HAVE thought that a good test of civilization, perhaps one of the best, is country life. Where country life is safe and enjoyable, where many of

the conveniences and appliances of the town are joined to the large freedom and large benefits of the country, a high state of civilization prevails. Is there any proper country life in Spain, in Mexico, in the South American States? Man has always dwelt in cities, but he has not always in the same sense been a dweller in the country.

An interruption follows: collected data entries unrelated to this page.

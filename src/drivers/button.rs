//! Polled, debounced push-button monitor.
//!
//! ## Hardware
//!
//! Active-low momentary switch on a pull-up input: logical low means
//! pressed.  [`InputMonitor::poll`] is called once per controller loop
//! iteration and performs exactly one pin read, so it never blocks.
//!
//! ## Debounce
//!
//! ```text
//!          raw stable ≥ debounce_ms
//!   Idle ─────────────────────────────▶ Pressed   (yields ActivationEvent)
//!        ◀─────────────────────────────           (release, no event)
//!          raw stable ≥ debounce_ms
//! ```
//!
//! Every raw level change restarts the stability timer, so a contact that
//! keeps bouncing never settles and never produces an event.  An
//! Idle → Pressed flip within `cooldown_ms` of the previous activation is
//! swallowed.

use embedded_hal::digital::InputPin;
use log::{debug, warn};

use crate::config::TimingConfig;

/// A debounced not-pressed → pressed transition.
#[derive(Debug, Clone, Copy, PartialEq, Eq)]
pub struct ActivationEvent {
    /// Monotonic time at which the press was confirmed.
    pub at_ms: u64,
    /// 1-based count of activations reported since boot.
    pub sequence: u32,
}

/// Sampled and filtered button state.  `true` means pressed.
#[derive(Debug, Clone, Copy, PartialEq, Eq)]
pub struct ButtonState {
    pub raw_level: bool,
    pub debounced: bool,
    pub last_change_ms: u64,
}

pub struct InputMonitor<P> {
    pin: P,
    state: ButtonState,
    debounce_ms: u64,
    cooldown_ms: u64,
    last_activation_ms: Option<u64>,
    activations: u32,
}

impl<P: InputPin> InputMonitor<P> {
    pub fn new(pin: P, timing: &TimingConfig) -> Self {
        Self {
            pin,
            state: ButtonState {
                raw_level: false,
                debounced: false,
                last_change_ms: 0,
            },
            debounce_ms: u64::from(timing.debounce_ms),
            cooldown_ms: u64::from(timing.cooldown_ms),
            last_activation_ms: None,
            activations: 0,
        }
    }

    pub fn state(&self) -> ButtonState {
        self.state
    }

    /// The pin this monitor samples.
    pub fn pin_mut(&mut self) -> &mut P {
        &mut self.pin
    }

    /// Sample the pin once.  `now_ms` is monotonic time in milliseconds.
    /// Returns an event on a debounced, non-cooled-down press.
    pub fn poll(&mut self, now_ms: u64) -> Option<ActivationEvent> {
        match self.pin.is_low() {
            Ok(pressed) => self.sample(pressed, now_ms),
            Err(e) => {
                warn!("Button: pin read failed ({:?}), sample skipped", e);
                None
            }
        }
    }

    fn sample(&mut self, pressed: bool, now_ms: u64) -> Option<ActivationEvent> {
        if pressed != self.state.raw_level {
            self.state.raw_level = pressed;
            self.state.last_change_ms = now_ms;
            return None;
        }

        let stable_ms = now_ms.saturating_sub(self.state.last_change_ms);
        if pressed == self.state.debounced || stable_ms < self.debounce_ms {
            return None;
        }

        self.state.debounced = pressed;
        if !pressed {
            return None;
        }

        if let Some(last) = self.last_activation_ms {
            if now_ms.saturating_sub(last) < self.cooldown_ms {
                debug!("Button: press within cooldown, ignored");
                return None;
            }
        }

        self.last_activation_ms = Some(now_ms);
        self.activations = self.activations.wrapping_add(1);
        Some(ActivationEvent {
            at_ms: now_ms,
            sequence: self.activations,
        })
    }
}
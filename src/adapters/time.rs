//! Monotonic clock and blocking delay adapters.
//!
//! - **`target_os = "espidf"`** — wraps `esp_timer_get_time()` from the
//!   ESP-IDF high-resolution timer (microsecond precision, monotonic).
//!   Delays use `esp_idf_hal::delay::FreeRtos` directly.
//! - **`not(target_os = "espidf")`** — `std::time::Instant` and
//!   `std::thread::sleep` for host-side simulation.

use crate::app::ports::Clock;

/// Time since boot.
pub struct SystemClock {
    #[cfg(not(target_os = "espidf"))]
    start: std::time::Instant,
}

impl Default for SystemClock {
    fn default() -> Self {
        Self::new()
    }
}

impl SystemClock {
    pub fn new() -> Self {
        Self {
            #[cfg(not(target_os = "espidf"))]
            start: std::time::Instant::now(),
        }
    }

    /// Microseconds since boot (monotonic).
    #[cfg(target_os = "espidf")]
    pub fn uptime_us(&self) -> u64 {
        (unsafe { esp_idf_svc::sys::esp_timer_get_time() }) as u64
    }

    /// Microseconds since boot (monotonic).
    #[cfg(not(target_os = "espidf"))]
    pub fn uptime_us(&self) -> u64 {
        self.start.elapsed().as_micros() as u64
    }
}

impl Clock for SystemClock {
    fn now_ms(&self) -> u64 {
        self.uptime_us() / 1000
    }
}

/// Thread-sleep delay for host builds.
#[cfg(not(target_os = "espidf"))]
#[derive(Default)]
pub struct HostDelay;

#[cfg(not(target_os = "espidf"))]
impl embedded_hal::delay::DelayNs for HostDelay {
    fn delay_ns(&mut self, ns: u32) {
        std::thread::sleep(std::time::Duration::from_nanos(u64::from(ns)));
    }

    fn delay_ms(&mut self, ms: u32) {
        std::thread::sleep(std::time::Duration::from_millis(u64::from(ms)));
    }
}
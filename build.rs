fn main() {
    // Credentials are baked in at compile time via `option_env!`; rebuild
    // whenever any of them changes.
    for var in [
        "PRESSNOTIFY_WIFI_SSID",
        "PRESSNOTIFY_WIFI_PASSWORD",
        "PRESSNOTIFY_ACCOUNT_SID",
        "PRESSNOTIFY_AUTH_TOKEN",
        "PRESSNOTIFY_FROM",
        "PRESSNOTIFY_TO",
    ] {
        println!("cargo:rerun-if-env-changed={var}");
    }

    #[cfg(feature = "espidf")]
    embuild::espidf::sysenv::output();
}
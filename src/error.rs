//! Error types for the PressNotify firmware.
//!
//! Each subsystem owns a small `Copy` error enum with a hand-written
//! `Display`.  Only [`LinkError`] is fatal; [`TransportError`] travels
//! inside [`DispatchOutcome`](crate::app::notify::DispatchOutcome) and never
//! escapes the control loop.

use core::fmt;

// ---------------------------------------------------------------------------
// Link errors
// ---------------------------------------------------------------------------

/// Failures while bringing the wireless link up.
#[derive(Debug, Clone, Copy, PartialEq, Eq)]
pub enum LinkError {
    /// SSID or secret failed validation before any radio activity.
    InvalidCredentials(&'static str),
    /// The platform driver refused the connect request.
    Rejected,
    /// The link did not report ready within the configured bound.
    Timeout { waited_ms: u64 },
}

impl fmt::Display for LinkError {
    fn fmt(&self, f: &mut fmt::Formatter<'_>) -> fmt::Result {
        match self {
            Self::InvalidCredentials(why) => write!(f, "invalid network credentials: {why}"),
            Self::Rejected => write!(f, "network driver rejected the connect request"),
            Self::Timeout { waited_ms } => write!(f, "link not ready after {waited_ms} ms"),
        }
    }
}

impl core::error::Error for LinkError {}

// ---------------------------------------------------------------------------
// Transport errors
// ---------------------------------------------------------------------------

/// Network-level failure before a gateway status code was obtained.
#[derive(Debug, Clone, Copy, PartialEq, Eq)]
pub enum TransportError {
    /// DNS, TCP or TLS setup failed.
    Connect,
    /// Writing the request headers or body failed.
    Send,
    /// No (readable) response arrived.
    Receive,
    /// The request exceeded its timeout.
    Timeout,
}

impl fmt::Display for TransportError {
    fn fmt(&self, f: &mut fmt::Formatter<'_>) -> fmt::Result {
        match self {
            Self::Connect => write!(f, "connection failed"),
            Self::Send => write!(f, "request send failed"),
            Self::Receive => write!(f, "no response received"),
            Self::Timeout => write!(f, "request timed out"),
        }
    }
}

impl core::error::Error for TransportError {}

// ---------------------------------------------------------------------------
// Configuration errors
// ---------------------------------------------------------------------------

#[derive(Debug, Clone, Copy, PartialEq, Eq)]
pub enum ConfigError {
    /// A required value was not supplied.  Carries the key name.
    Missing(&'static str),
    /// A value was supplied but failed validation.
    Invalid(&'static str),
    /// The provisioning blob was not valid JSON for [`NotifierConfig`](crate::config::NotifierConfig).
    Parse,
}

impl fmt::Display for ConfigError {
    fn fmt(&self, f: &mut fmt::Formatter<'_>) -> fmt::Result {
        match self {
            Self::Missing(key) => write!(f, "missing config value: {key}"),
            Self::Invalid(why) => write!(f, "invalid config: {why}"),
            Self::Parse => write!(f, "config blob could not be parsed"),
        }
    }
}

impl core::error::Error for ConfigError {}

Rude and barbarous people build cities. Hence, paradoxical as it may seem, the city is older than the country. Truly, man made the city, and after he became sufficiently civilized, not afraid of solitude, and knew on what terms to live with nature, God promoted him to live in the country. The necessities of defence, the fear of enemies, built the first city, built Rome, Athens, Carthage, Paris. The weaker the law, the stronger the city. After Cain slew Abel he went out and built a city, and murder or the fear of murder, robbery or the fear of robbery, have built most of the cities since. Penetrate into the heart of Africa, and you will find the people, or tribes, all living in villages or little cities. You step from the jungle or forest into the town; there is no country. The best and most hopeful feature in any people is undoubtedly the instinct that leads them to the country and to take root there, and not that which sends them flocking to the town and its distractions.